#### Problem:
Below are some records; return each one exactly as written.

- - - - - - -

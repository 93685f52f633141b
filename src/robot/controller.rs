//! Background move selection.
//!
//! The controller owns a `SearchDriver` and lends it to a worker thread for
//! each search. The worker gets a clone of the live board, so the caller
//! keeps using its own board while the robot thinks:
//!
//! ```text
//! start(&board) ──clone──▶ worker: driver.search(clone)
//!      │                          │
//!  poll() / wait()  ◀──channel── (driver, result)
//!      │
//!  stop() ──StopFlag──▶ worker returns its best move so far
//! ```

use std::thread::{self, JoinHandle};

use crossbeam_channel::{bounded, Receiver, TryRecvError};
use tracing::info;

use super::RobotLevel;
use crate::board::Board;
use crate::moves::MoveRecord;
use crate::rules::GameRules;
use crate::search::{Evaluator, SearchConfig, SearchDriver, SearchResult, StopFlag};

type Finished<G> = (SearchDriver<G>, SearchResult);

struct Worker<G: GameRules> {
    receiver: Receiver<Finished<G>>,
    handle: JoinHandle<()>,
}

/// Computer player: one move per invocation.
pub struct RobotController<G: GameRules> {
    /// `None` while lent to a worker.
    driver: Option<SearchDriver<G>>,
    stop: StopFlag,
    worker: Option<Worker<G>>,
}

impl<G: GameRules> RobotController<G> {
    pub fn new(config: SearchConfig) -> Self {
        let stop = StopFlag::new();
        Self {
            driver: Some(SearchDriver::new(config).with_stop_flag(stop.clone())),
            stop,
            worker: None,
        }
    }

    pub fn from_level(level: RobotLevel, seed: u64) -> Self {
        Self::new(level.config(seed))
    }

    /// Replace the evaluator. Panics while a search is running.
    pub fn with_evaluator<E: Evaluator<G> + 'static>(mut self, evaluator: E) -> Self {
        let driver = self
            .driver
            .take()
            .unwrap_or_else(|| panic!("robot is already thinking"));
        self.driver = Some(driver.with_evaluator(evaluator));
        self
    }

    #[must_use]
    pub fn is_running(&self) -> bool {
        self.worker.is_some()
    }

    /// Search settings, `None` while a search is running.
    #[must_use]
    pub fn config(&self) -> Option<&SearchConfig> {
        self.driver.as_ref().map(SearchDriver::config)
    }

    /// Search on the calling thread and return the chosen move.
    pub fn choose_move(&mut self, board: &Board<G>) -> MoveRecord {
        self.think(board).best_move
    }

    /// Search on the calling thread.
    pub fn think(&mut self, board: &Board<G>) -> SearchResult {
        let driver = self
            .driver
            .as_mut()
            .unwrap_or_else(|| panic!("robot is already thinking"));
        self.stop.reset();
        let result = driver.search(board);
        log_choice(board, &result);
        result
    }

    /// Start searching a clone of `board` in the background.
    pub fn start(&mut self, board: &Board<G>) {
        self.start_with_callback(board, |_| {});
    }

    /// Like `start`, and call `callback` on the worker thread when done.
    pub fn start_with_callback<F>(&mut self, board: &Board<G>, callback: F)
    where
        F: FnOnce(&SearchResult) + Send + 'static,
    {
        let mut driver = self
            .driver
            .take()
            .unwrap_or_else(|| panic!("robot is already thinking"));
        self.stop.reset();

        info!(
            player = %board.player(),
            move_number = board.move_number(),
            depth = driver.config().depth,
            "robot thinking"
        );

        let (sender, receiver) = bounded(1);
        let board = board.clone();
        let handle = thread::spawn(move || {
            let result = driver.search(&board);
            log_choice(&board, &result);
            callback(&result);
            // the controller may have been dropped
            let _ = sender.send((driver, result));
        });
        self.worker = Some(Worker { receiver, handle });
    }

    /// Result of the background search if it has finished.
    pub fn poll(&mut self) -> Option<SearchResult> {
        let worker = self.worker.as_ref()?;
        match worker.receiver.try_recv() {
            Ok(finished) => Some(self.collect(finished)),
            Err(TryRecvError::Empty) => None,
            Err(TryRecvError::Disconnected) => {
                self.rethrow();
                None
            }
        }
    }

    /// Block until the background search finishes.
    ///
    /// `None` if no search was started.
    pub fn wait(&mut self) -> Option<SearchResult> {
        let worker = self.worker.as_ref()?;
        match worker.receiver.recv() {
            Ok(finished) => Some(self.collect(finished)),
            Err(_) => {
                self.rethrow();
                None
            }
        }
    }

    /// Ask the running search to return its best move so far.
    pub fn stop(&self) {
        if self.worker.is_some() {
            self.stop.stop();
        }
    }

    /// Stop and wait.
    pub fn interrupt(&mut self) -> Option<SearchResult> {
        self.stop();
        self.wait()
    }

    fn collect(&mut self, (driver, result): Finished<G>) -> SearchResult {
        if let Some(worker) = self.worker.take() {
            // the worker has sent its result and is about to exit
            let _ = worker.handle.join();
        }
        self.driver = Some(driver);
        result
    }

    /// The worker dropped its sender without a result: it panicked.
    fn rethrow(&mut self) {
        if let Some(worker) = self.worker.take() {
            if let Err(panic) = worker.handle.join() {
                std::panic::resume_unwind(panic);
            }
        }
    }
}

impl<G: GameRules> Drop for RobotController<G> {
    fn drop(&mut self) {
        if let Some(worker) = self.worker.take() {
            self.stop.stop();
            let _ = worker.handle.join();
        }
    }
}

fn log_choice<G: GameRules>(board: &Board<G>, result: &SearchResult) {
    info!(
        player = %board.player(),
        best = %result.best_move,
        value = result.value,
        depth = result.depth,
        nodes = result.stats.nodes,
        nps = result.stats.nodes_per_second() as u64,
        tt_hit_rate = result.stats.tt_hit_rate(),
        fallback = result.fallback,
        reused_pv = result.reused_pv,
        "robot chose move"
    );
}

- - - - - - -

#### Output for this task:
repository 93685f52f633141b
filename src/robot/controller.rs
//! Background move selection.
//!
//! The controller owns a `SearchDriver` and lends it to a worker thread for
//! each search. The worker gets a clone of the live board, so the caller
//! keeps using its own board while the robot thinks:
//!
//! ```text
//! start(&board) ──clone──▶ worker: driver.search(clone)
//!      │                          │
//!  poll() / wait()  ◀──channel── (driver, result)
//!      │
//!  stop() ──StopFlag──▶ worker returns its best move so far
//! ```

use std::thread::{self, JoinHandle};

use crossbeam_channel::{bounded, Receiver, TryRecvError};
use tracing::info;

use super::RobotLevel;
use crate::board::Board;
use crate::moves::MoveRecord;
use crate::rules::GameRules;
use crate::search::{Evaluator, SearchConfig, SearchDriver, SearchResult, StopFlag};

type Finished<G> = (SearchDriver<G>, SearchResult);

struct Worker<G: GameRules> {
    receiver: Receiver<Finished<G>>,
    handle: JoinHandle<()>,
}

/// Computer player: one move per invocation.
pub struct RobotController<G: GameRules> {
    /// `None` while lent to a worker.
    driver: Option<SearchDriver<G>>,
    stop: StopFlag,
    worker: Option<Worker<G>>,
}

impl<G: GameRules> RobotController<G> {
    pub fn new(config: SearchConfig) -> Self {
        let stop = StopFlag::new();
        Self {
            driver: Some(SearchDriver::new(config).with_stop_flag(stop.clone())),
            stop,
            worker: None,
        }
    }

    pub fn from_level(level: RobotLevel, seed: u64) -> Self {
        Self::new(level.config(seed))
    }

    /// Replace the evaluator. Panics while a search is running.
    pub fn with_evaluator<E: Evaluator<G> + 'static>(mut self, evaluator: E) -> Self {
        let driver = self
            .driver
            .take()
            .unwrap_or_else(|| panic!("robot is already thinking"));
        self.driver = Some(driver.with_evaluator(evaluator));
        self
    }

    #[must_use]
    pub fn is_running(&self) -> bool {
        self.worker.is_some()
    }

    /// Search settings, `None` while a search is running.
    #[must_use]
    pub fn config(&self) -> Option<&SearchConfig> {
        self.driver.as_ref().map(SearchDriver::config)
    }

    /// Search on the calling thread and return the chosen move.
    pub fn choose_move(&mut self, board: &Board<G>) -> MoveRecord {
        self.think(board).best_move
    }

    /// Search on the calling thread.
    pub fn think(&mut self, board: &Board<G>) -> SearchResult {
        let driver = self
            .driver
            .as_mut()
            .unwrap_or_else(|| panic!("robot is already thinking"));
        self.stop.reset();
        let result = driver.search(board);
        log_choice(board, &result);
        result
    }

    /// Start searching a clone of `board` in the background.
    pub fn start(&mut self, board: &Board<G>) {
        self.start_with_callback(board, |_| {});
    }

    /// Like `start`, and call `callback` on the worker thread when done.
    pub fn start_with_callback<F>(&mut self, board: &Board<G>, callback: F)
    where
        F: FnOnce(&SearchResult) + Send + 'static,
    {
        let mut driver = self
            .driver
            .take()
            .unwrap_or_else(|| panic!("robot is already thinking"));
        self.stop.reset();

        info!(
            player = %board.player(),
            move_number = board.move_number(),
            depth = driver.config().depth,
            "robot thinking"
        );

        let (sender, receiver) = bounded(1);
        let board = board.clone();
        let handle = thread::spawn(move || {
            let result = driver.search(&board);
            log_choice(&board, &result);
            callback(&result);
            // the controller may have been dropped
            let _ = sender.send((driver, result));
        });
        self.worker = Some(Worker { receiver, handle });
    }

    /// Result of the background search if it has finished.
    pub fn poll(&mut self) -> Option<SearchResult> {
        let worker = self.worker.as_ref()?;
        match worker.receiver.try_recv() {
            Ok(finished) => Some(self.collect(finished)),
            Err(TryRecvError::Empty) => None,
            Err(TryRecvError::Disconnected) => {
                self.rethrow();
                None
            }
        }
    }

    /// Block until the background search finishes.
    ///
    /// `None` if no search was started.
    pub fn wait(&mut self) -> Option<SearchResult> {
        let worker = self.worker.as_ref()?;
        match worker.receiver.recv() {
            Ok(finished) => Some(self.collect(finished)),
            Err(_) => {
                self.rethrow();
                None
            }
        }
    }

    /// Ask the running search to return its best move so far.
    pub fn stop(&self) {
        if self.worker.is_some() {
            self.stop.stop();
        }
    }

    /// Stop and wait.
    pub fn interrupt(&mut self) -> Option<SearchResult> {
        self.stop();
        self.wait()
    }

    fn collect(&mut self, (driver, result): Finished<G>) -> SearchResult {
        if let Some(worker) = self.worker.take() {
            // the worker has sent its result and is about to exit
            let _ = worker.handle.join();
        }
        self.driver = Some(driver);
        result
    }

    /// The worker dropped its sender without a result: it panicked.
    fn rethrow(&mut self) {
        if let Some(worker) = self.worker.take() {
            if let Err(panic) = worker.handle.join() {
                std::panic::resume_unwind(panic);
            }
        }
    }
}

impl<G: GameRules> Drop for RobotController<G> {
    fn drop(&mut self) {
        if let Some(worker) = self.worker.take() {
            self.stop.stop();
            let _ = worker.handle.join();
        }
    }
}

fn log_choice<G: GameRules>(board: &Board<G>, result: &SearchResult) {
    info!(
        player = %board.player(),
        best = %result.best_move,
        value = result.value,
        depth = result.depth,
        nodes = result.stats.nodes,
        nps = result.stats.nodes_per_second() as u64,
        tt_hit_rate = result.stats.tt_hit_rate(),
        fallback = result.fallback,
        reused_pv = result.reused_pv,
        "robot chose move"
    );
}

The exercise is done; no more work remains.